Conclusion: Our preliminary real-world data support the use of apremilast as an effective therapeutic strategy against BD-related recurrent OUs resistant or intolerant to first-line therapy.


Behçet's disease (BD) is a chronic relapsing inflammatory disorder characterized by recurrent oral (OUs) and genital ulcers (GUs), skin lesions, ocular manifestations (e.g. uveitis, conjunctivitis), arthritis and other systemic involvement as gastrointestinal, neurologic and vascular disease.[1] Mucocutaneous lesions are the hallmark of BD: multiple OUs occur in almost all patients, while GUs occur in 60–65% of cases; diverse skin lesions overall occur in 70–75% of cases and may include erythema nodosum, pseudofolliculitis, papulopustular lesions and acneiform nodules.[1] Mucocutaneous BD with recurrent OUs is highly disabling and can significantly affect patients' quality of life (QOL).[1–3]
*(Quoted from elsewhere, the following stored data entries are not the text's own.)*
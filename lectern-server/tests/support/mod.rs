//! Shared wiring for handler tests: a TestServer over mocked repository
//! ports, plus entity builders and token helpers.

use std::net::{IpAddr, Ipv4Addr};
use std::sync::Arc;

use axum_test::TestServer;
use chrono::Utc;

use lectern_core::application::unit_of_work::AppUnitOfWork;
use lectern_core::database::ports::catalog::MockCatalogRepository;
use lectern_core::database::ports::enrollments::MockEnrollmentsRepository;
use lectern_core::database::ports::watch_progress::MockWatchProgressRepository;
use lectern_model::{
    Course, CourseId, CourseStatus, Enrollment, EnrollmentId, Lecture, LectureId, Section,
    SectionId, UserId, WatchedProgress,
};

use lectern_server::auth::jwt::generate_token;
use lectern_server::build_app;
use lectern_server::collaborators::{LoggingNotifier, MediaUrlResolver};
use lectern_server::infra::app_state::AppState;
use lectern_server::infra::config::Config;

pub const TEST_SECRET: &str = "handler-test-secret";
pub const MEDIA_BASE: &str = "http://media.test";

pub fn test_config() -> Arc<Config> {
    Arc::new(Config {
        host: IpAddr::V4(Ipv4Addr::LOCALHOST),
        port: 0,
        database_url: "postgres://unused".to_string(),
        jwt_secret: TEST_SECRET.to_string(),
        media_base_url: MEDIA_BASE.to_string(),
        cors_allowed_origin: None,
    })
}

pub fn build_test_server(
    catalog: MockCatalogRepository,
    enrollments: MockEnrollmentsRepository,
    watch_progress: MockWatchProgressRepository,
) -> TestServer {
    let unit_of_work = Arc::new(AppUnitOfWork::from_parts(
        Arc::new(catalog),
        Arc::new(enrollments),
        Arc::new(watch_progress),
    ));
    let state = AppState::new(
        unit_of_work,
        test_config(),
        Arc::new(MediaUrlResolver::new(MEDIA_BASE)),
        Arc::new(LoggingNotifier),
    );
    TestServer::new(build_app(state)).expect("test server should start")
}

pub fn bearer(token: &str) -> String {
    format!("Bearer {token}")
}

pub fn learner_token(user_id: UserId) -> String {
    generate_token(user_id.to_uuid(), "learner", TEST_SECRET).expect("token")
}

pub fn admin_token() -> String {
    generate_token(UserId::new().to_uuid(), "admin", TEST_SECRET).expect("token")
}

pub fn course(id: CourseId, status: CourseStatus) -> Course {
    Course {
        id,
        title: "Practical Woodworking".to_string(),
        description: "From rough lumber to furniture".to_string(),
        status,
        total_hours: 1.5,
        created_at: Utc::now(),
        updated_at: Utc::now(),
    }
}

pub fn section(id: SectionId, course_id: CourseId, index: i32) -> Section {
    Section {
        id,
        course_id,
        title: format!("Section {index}"),
        description: String::new(),
        index,
        is_published: true,
        is_deleted: false,
        total_hours: 0.5,
        created_at: Utc::now(),
        updated_at: Utc::now(),
    }
}

pub fn lecture(id: LectureId, section_id: SectionId, index: i32, duration_seconds: i32) -> Lecture {
    Lecture {
        id,
        section_id,
        title: format!("Lecture {index}"),
        description: String::new(),
        storage_id: format!("vid-{index}"),
        duration_seconds,
        index,
        is_free_preview: false,
        is_deleted: false,
        created_at: Utc::now(),
        updated_at: Utc::now(),
    }
}

pub fn enrollment(id: EnrollmentId, user_id: UserId, course_id: CourseId) -> Enrollment {
    Enrollment {
        id,
        user_id,
        course_id,
        progress: 0,
        completed: false,
        last_lecture_id: None,
        enrolled_at: Utc::now(),
        last_accessed_at: Utc::now(),
    }
}

pub fn watched(
    user_id: UserId,
    course_id: CourseId,
    lecture_id: LectureId,
    watched_seconds: i32,
    is_completed: bool,
) -> WatchedProgress {
    WatchedProgress {
        user_id,
        course_id,
        lecture_id,
        watched_seconds,
        is_completed,
        updated_at: Utc::now(),
    }
}
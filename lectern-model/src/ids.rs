use uuid::Uuid;

macro_rules! entity_id {
    ($(#[$doc:meta])* $name:ident) => {
        $(#[$doc])*
        #[derive(Debug, Clone, Copy, PartialEq, Eq, PartialOrd, Ord, Hash)]
        #[cfg_attr(
            feature = "serde",
            derive(serde::Serialize, serde::Deserialize),
            serde(transparent)
        )]
        pub struct $name(pub Uuid);

        impl Default for $name {
            fn default() -> Self {
                Self::new()
            }
        }

        impl $name {
            pub fn new() -> Self {
                $name(Uuid::now_v7())
            }

            pub fn as_uuid(&self) -> &Uuid {
                &self.0
            }

            pub fn to_uuid(&self) -> Uuid {
                self.0
            }
        }

        impl From<Uuid> for $name {
            fn from(value: Uuid) -> Self {
                $name(value)
            }
        }

        impl AsRef<Uuid> for $name {
            fn as_ref(&self) -> &Uuid {
                &self.0
            }
        }

        impl std::fmt::Display for $name {
            fn fmt(&self, f: &mut std::fmt::Formatter<'_>) -> std::fmt::Result {
                write!(f, "{}", self.0)
            }
        }
    };
}

entity_id!(
    /// Strongly typed ID for courses
    CourseId
);
entity_id!(
    /// Strongly typed ID for sections within a course
    SectionId
);
entity_id!(
    /// Strongly typed ID for lectures within a section
    LectureId
);
entity_id!(
    /// Strongly typed ID for platform users
    UserId
);
entity_id!(
    /// Strongly typed ID for enrollments
    EnrollmentId
);
//! Persistence layer: ports, the Postgres adapter, and the database context.

pub mod context;
pub mod infrastructure;
pub mod ports;
pub mod postgres;

pub use context::DatabaseContext;
pub use postgres::PostgresDatabase;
The EULAR recommendation for the mucocutaneous lesions of BD includes colchicine and topical or systemic glucocorticoids as first-line therapy.[4] However, a substantial proportion of patients fail to respond to these therapies and are currently treated with various conventional or biologic immunosuppressive agents, often with unsatisfactory results.[5–10] Effective strategies for refractory OUs are needed to alleviate the burden of BD.

Apremilast is an oral phosphodiesterase-4 inhibitor approved for moderate to severe skin psoriasis and PsA.[11–13] Based on favourable results in phase II[14] and III trials[15] (ClinicalTrials.gov identifier: NCT02307513), apremilast is emerging as a promising therapeutic option for mucocutaneous BD.[4] However, the clinical effectiveness of apremilast in the real-life management of difficult-to-treat BD patients remains to be determined.

Here we report the encouraging results of a prospective study evaluating the efficacy and safety of apremilast in a cohort of BD patients with recurrent/relapsing OUs that were refractory and/or intolerant to conventional therapies.